About this task: Each record below is to be restated word for word.
** Material supplied follows **
use serde::{Deserialize, Serialize};

/// Metadata provider identity. Every id handed out by a provider is scoped to it.
#[derive(Debug, Clone, Copy, PartialEq, Eq, Hash, Serialize, Deserialize)]
#[serde(rename_all = "snake_case")]
pub enum ProviderKind {
    Omdb,
    Tmdb,
}

impl ProviderKind {
    pub fn as_str(self) -> &'static str {
        match self {
            Self::Omdb => "omdb",
            Self::Tmdb => "tmdb",
        }
    }
}

impl std::fmt::Display for ProviderKind {
    fn fmt(&self, f: &mut std::fmt::Formatter<'_>) -> std::fmt::Result {
        f.write_str(self.as_str())
    }
}

/// One search hit, normalized across providers.
#[derive(Debug, Clone, PartialEq, Serialize, Deserialize)]
pub struct SearchResultItem {
    /// Opaque, provider-scoped identifier. Never assume it is numeric.
    pub id: String,
    pub title: String,
    pub year: Option<String>,
    pub poster_url: Option<String>,
}

/// A single page of search hits in provider relevance order.
///
/// `items.len() <= total_results` is not guaranteed; providers misreport totals.
#[derive(Debug, Clone, Default, PartialEq, Serialize, Deserialize)]
pub struct SearchResultSet {
    pub items: Vec<SearchResultItem>,
    pub total_results: u64,
}

impl SearchResultSet {
    pub fn empty() -> Self {
        Self::default()
    }

    pub fn is_empty(&self) -> bool {
        self.items.is_empty()
    }
}

/// Normalized show details. Fields the provider did not supply are `None`,
/// never an empty string or zero.
#[derive(Debug, Clone, Default, PartialEq, Serialize, Deserialize)]
pub struct ShowInfo {
    pub id: String,
    pub title: String,
    pub year: Option<String>,
    pub poster_url: Option<String>,
    pub plot: Option<String>,
    pub genres: Option<Vec<String>>,
    pub total_seasons: Option<u32>,
    pub rating: Option<f32>,
    pub content_rating: Option<String>, // TV-MA, TV-14, etc.
    pub cast: Option<Vec<String>>,
    pub status: Option<String>,
}

/// Outcome of normalizing a provider's detail payload.
#[derive(Debug, Clone, PartialEq, Serialize, Deserialize)]
#[serde(tag = "kind", rename_all = "snake_case")]
pub enum ShowDetails {
    Found(Box<ShowInfo>),
    NotFound { error_message: String },
}

impl ShowDetails {
    pub fn found(info: ShowInfo) -> Self {
        Self::Found(Box::new(info))
    }

    pub fn info(&self) -> Option<&ShowInfo> {
        match self {
            Self::Found(info) => Some(info),
            Self::NotFound { .. } => None,
        }
    }

    pub fn is_found(&self) -> bool {
        matches!(self, Self::Found(_))
    }
}

/// Leading four-digit year of a provider date or year-range field.
///
/// `"2008–2013"` and `"2008-01-20"` both yield `"2008"`.
pub fn leading_year(value: &str) -> Option<String> {
    let year = value.trim().get(..4)?;
    if year.chars().all(|c| c.is_ascii_digit()) {
        Some(year.to_string())
    } else {
        None
    }
}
** End of Material supplied **
Task response:
use serde::{Deserialize, Serialize};

/// Metadata provider identity. Every id handed out by a provider is scoped to it.
#[derive(Debug, Clone, Copy, PartialEq, Eq, Hash, Serialize, Deserialize)]
#[serde(rename_all = "snake_case")]
pub enum ProviderKind {
    Omdb,
    Tmdb,
}

impl ProviderKind {
    pub fn as_str(self) -> &'static str {
        match self {
            Self::Omdb => "omdb",
            Self::Tmdb => "tmdb",
        }
    }
}

impl std::fmt::Display for ProviderKind {
    fn fmt(&self, f: &mut std::fmt::Formatter<'_>) -> std::fmt::Result {
        f.write_str(self.as_str())
    }
}

/// One search hit, normalized across providers.
#[derive(Debug, Clone, PartialEq, Serialize, Deserialize)]
pub struct SearchResultItem {
    /// Opaque, provider-scoped identifier. Never assume it is numeric.
    pub id: String,
    pub title: String,
    pub year: Option<String>,
    pub poster_url: Option<String>,
}

/// A single page of search hits in provider relevance order.
///
/// `items.len() <= total_results` is not guaranteed; providers misreport totals.
#[derive(Debug, Clone, Default, PartialEq, Serialize, Deserialize)]
pub struct SearchResultSet {
    pub items: Vec<SearchResultItem>,
    pub total_results: u64,
}

impl SearchResultSet {
    pub fn empty() -> Self {
        Self::default()
    }

    pub fn is_empty(&self) -> bool {
        self.items.is_empty()
    }
}

/// Normalized show details. Fields the provider did not supply are `None`,
/// never an empty string or zero.
#[derive(Debug, Clone, Default, PartialEq, Serialize, Deserialize)]
pub struct ShowInfo {
    pub id: String,
    pub title: String,
    pub year: Option<String>,
    pub poster_url: Option<String>,
    pub plot: Option<String>,
    pub genres: Option<Vec<String>>,
    pub total_seasons: Option<u32>,
    pub rating: Option<f32>,
    pub content_rating: Option<String>, // TV-MA, TV-14, etc.
    pub cast: Option<Vec<String>>,
    pub status: Option<String>,
}

/// Outcome of normalizing a provider's detail payload.
#[derive(Debug, Clone, PartialEq, Serialize, Deserialize)]
#[serde(tag = "kind", rename_all = "snake_case")]
pub enum ShowDetails {
    Found(Box<ShowInfo>),
    NotFound { error_message: String },
}

impl ShowDetails {
    pub fn found(info: ShowInfo) -> Self {
        Self::Found(Box::new(info))
    }

    pub fn info(&self) -> Option<&ShowInfo> {
        match self {
            Self::Found(info) => Some(info),
            Self::NotFound { .. } => None,
        }
    }

    pub fn is_found(&self) -> bool {
        matches!(self, Self::Found(_))
    }
}

/// Leading four-digit year of a provider date or year-range field.
///
/// `"2008–2013"` and `"2008-01-20"` both yield `"2008"`.
pub fn leading_year(value: &str) -> Option<String> {
    let year = value.trim().get(..4)?;
    if year.chars().all(|c| c.is_ascii_digit()) {
        Some(year.to_string())
    } else {
        None
    }
}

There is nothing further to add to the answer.